* _Task instructions_:
Copy out, from the data, each line containing the string "middleware".

* _Dataset content_:

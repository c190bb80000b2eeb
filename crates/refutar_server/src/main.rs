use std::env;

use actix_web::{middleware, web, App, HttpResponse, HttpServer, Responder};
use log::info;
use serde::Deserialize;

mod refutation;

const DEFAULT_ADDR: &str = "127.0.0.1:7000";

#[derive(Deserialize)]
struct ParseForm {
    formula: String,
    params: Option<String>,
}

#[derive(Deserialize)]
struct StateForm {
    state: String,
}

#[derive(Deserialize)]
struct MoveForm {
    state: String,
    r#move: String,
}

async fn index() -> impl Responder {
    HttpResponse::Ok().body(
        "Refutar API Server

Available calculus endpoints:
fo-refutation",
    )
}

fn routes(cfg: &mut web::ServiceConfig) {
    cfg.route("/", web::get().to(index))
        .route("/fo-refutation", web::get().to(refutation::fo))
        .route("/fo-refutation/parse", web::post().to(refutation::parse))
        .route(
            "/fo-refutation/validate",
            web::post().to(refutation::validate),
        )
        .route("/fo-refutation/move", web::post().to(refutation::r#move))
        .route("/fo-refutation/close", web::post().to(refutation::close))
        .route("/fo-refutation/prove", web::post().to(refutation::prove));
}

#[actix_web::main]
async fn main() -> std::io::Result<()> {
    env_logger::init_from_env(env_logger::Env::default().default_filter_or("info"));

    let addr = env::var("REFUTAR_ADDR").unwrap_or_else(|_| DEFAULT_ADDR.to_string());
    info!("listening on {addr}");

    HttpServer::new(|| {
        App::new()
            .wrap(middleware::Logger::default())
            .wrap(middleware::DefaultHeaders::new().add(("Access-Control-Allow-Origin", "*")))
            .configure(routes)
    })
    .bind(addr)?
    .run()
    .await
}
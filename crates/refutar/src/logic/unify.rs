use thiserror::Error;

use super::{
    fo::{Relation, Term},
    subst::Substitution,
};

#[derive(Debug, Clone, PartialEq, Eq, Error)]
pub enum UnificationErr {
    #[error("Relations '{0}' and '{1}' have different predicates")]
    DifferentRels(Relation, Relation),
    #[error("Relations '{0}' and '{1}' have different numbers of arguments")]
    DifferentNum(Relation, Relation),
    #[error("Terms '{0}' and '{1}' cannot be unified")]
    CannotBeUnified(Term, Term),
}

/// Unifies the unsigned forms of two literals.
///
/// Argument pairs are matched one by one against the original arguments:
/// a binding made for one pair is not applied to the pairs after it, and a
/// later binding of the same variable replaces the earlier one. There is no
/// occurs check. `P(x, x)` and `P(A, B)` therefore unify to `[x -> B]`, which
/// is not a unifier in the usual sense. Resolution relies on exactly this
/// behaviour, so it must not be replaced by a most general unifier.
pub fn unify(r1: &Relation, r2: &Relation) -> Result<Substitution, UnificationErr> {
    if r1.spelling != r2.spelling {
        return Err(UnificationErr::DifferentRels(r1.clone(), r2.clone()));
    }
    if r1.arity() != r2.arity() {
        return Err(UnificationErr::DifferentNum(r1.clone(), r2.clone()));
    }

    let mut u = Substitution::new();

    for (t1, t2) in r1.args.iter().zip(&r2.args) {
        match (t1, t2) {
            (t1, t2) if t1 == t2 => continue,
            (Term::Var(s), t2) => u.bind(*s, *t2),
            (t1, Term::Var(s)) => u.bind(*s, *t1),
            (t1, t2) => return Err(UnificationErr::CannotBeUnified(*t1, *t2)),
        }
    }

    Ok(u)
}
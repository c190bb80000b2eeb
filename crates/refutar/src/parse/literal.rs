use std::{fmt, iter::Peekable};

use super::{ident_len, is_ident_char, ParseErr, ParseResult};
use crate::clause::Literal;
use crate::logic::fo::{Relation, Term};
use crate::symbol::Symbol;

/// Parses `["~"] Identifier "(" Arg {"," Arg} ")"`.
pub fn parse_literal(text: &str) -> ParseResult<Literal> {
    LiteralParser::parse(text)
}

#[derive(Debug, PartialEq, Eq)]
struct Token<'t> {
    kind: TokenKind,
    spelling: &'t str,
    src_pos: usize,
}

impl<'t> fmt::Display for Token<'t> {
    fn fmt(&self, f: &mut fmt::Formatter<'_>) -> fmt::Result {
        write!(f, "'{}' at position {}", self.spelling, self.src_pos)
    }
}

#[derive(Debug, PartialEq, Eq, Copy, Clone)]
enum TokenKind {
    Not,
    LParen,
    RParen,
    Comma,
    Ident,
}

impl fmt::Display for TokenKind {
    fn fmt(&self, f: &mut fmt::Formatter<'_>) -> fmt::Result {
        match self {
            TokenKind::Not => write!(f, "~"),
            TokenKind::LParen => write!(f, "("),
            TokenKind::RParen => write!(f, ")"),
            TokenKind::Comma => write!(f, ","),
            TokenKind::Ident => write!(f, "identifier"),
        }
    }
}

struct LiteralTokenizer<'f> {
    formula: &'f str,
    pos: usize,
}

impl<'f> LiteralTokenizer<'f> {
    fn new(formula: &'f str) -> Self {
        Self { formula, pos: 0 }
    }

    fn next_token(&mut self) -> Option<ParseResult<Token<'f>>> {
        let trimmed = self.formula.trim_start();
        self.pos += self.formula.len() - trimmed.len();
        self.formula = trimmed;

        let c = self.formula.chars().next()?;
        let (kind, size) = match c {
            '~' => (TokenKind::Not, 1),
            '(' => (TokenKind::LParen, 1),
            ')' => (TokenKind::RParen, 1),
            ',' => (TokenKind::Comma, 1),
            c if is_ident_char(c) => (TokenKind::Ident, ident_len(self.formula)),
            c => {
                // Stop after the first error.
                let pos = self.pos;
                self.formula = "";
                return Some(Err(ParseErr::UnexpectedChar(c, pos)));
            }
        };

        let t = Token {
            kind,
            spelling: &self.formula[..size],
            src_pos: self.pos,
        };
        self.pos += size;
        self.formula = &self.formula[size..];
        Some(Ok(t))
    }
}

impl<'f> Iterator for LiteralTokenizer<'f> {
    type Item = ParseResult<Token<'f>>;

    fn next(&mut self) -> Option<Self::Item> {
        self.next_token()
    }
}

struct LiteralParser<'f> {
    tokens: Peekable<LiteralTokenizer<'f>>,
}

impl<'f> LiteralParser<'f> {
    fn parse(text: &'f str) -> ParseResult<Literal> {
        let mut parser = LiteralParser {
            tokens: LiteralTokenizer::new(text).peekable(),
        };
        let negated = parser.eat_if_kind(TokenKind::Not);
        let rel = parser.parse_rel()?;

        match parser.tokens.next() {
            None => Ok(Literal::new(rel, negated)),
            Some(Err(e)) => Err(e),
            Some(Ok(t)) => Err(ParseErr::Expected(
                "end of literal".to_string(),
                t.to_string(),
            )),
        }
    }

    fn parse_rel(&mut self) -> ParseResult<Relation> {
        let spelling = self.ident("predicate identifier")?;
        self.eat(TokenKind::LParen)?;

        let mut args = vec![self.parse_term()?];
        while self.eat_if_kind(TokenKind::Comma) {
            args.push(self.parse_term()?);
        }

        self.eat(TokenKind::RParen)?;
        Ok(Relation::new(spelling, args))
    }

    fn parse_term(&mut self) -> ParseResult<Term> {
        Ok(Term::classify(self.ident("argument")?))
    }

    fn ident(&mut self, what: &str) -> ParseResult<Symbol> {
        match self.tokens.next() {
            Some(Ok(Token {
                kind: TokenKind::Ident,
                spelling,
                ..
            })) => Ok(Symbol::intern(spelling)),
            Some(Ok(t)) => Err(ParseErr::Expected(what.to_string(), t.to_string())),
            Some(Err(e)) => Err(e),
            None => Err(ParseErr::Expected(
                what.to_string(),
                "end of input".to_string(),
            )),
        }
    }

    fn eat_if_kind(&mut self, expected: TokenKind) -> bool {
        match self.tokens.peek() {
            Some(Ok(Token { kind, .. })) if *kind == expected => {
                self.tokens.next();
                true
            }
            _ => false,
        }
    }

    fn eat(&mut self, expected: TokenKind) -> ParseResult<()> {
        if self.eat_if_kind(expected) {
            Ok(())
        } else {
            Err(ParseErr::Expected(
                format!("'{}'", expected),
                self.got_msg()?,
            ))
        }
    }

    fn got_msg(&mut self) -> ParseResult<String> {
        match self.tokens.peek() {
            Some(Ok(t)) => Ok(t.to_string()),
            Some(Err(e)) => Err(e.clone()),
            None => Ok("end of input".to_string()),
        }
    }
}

* _Response_:
use actix_web::{middleware, web, App, HttpResponse, HttpServer, Responder};
            .wrap(middleware::Logger::default())
            .wrap(middleware::DefaultHeaders::new().add(("Access-Control-Allow-Origin", "*")))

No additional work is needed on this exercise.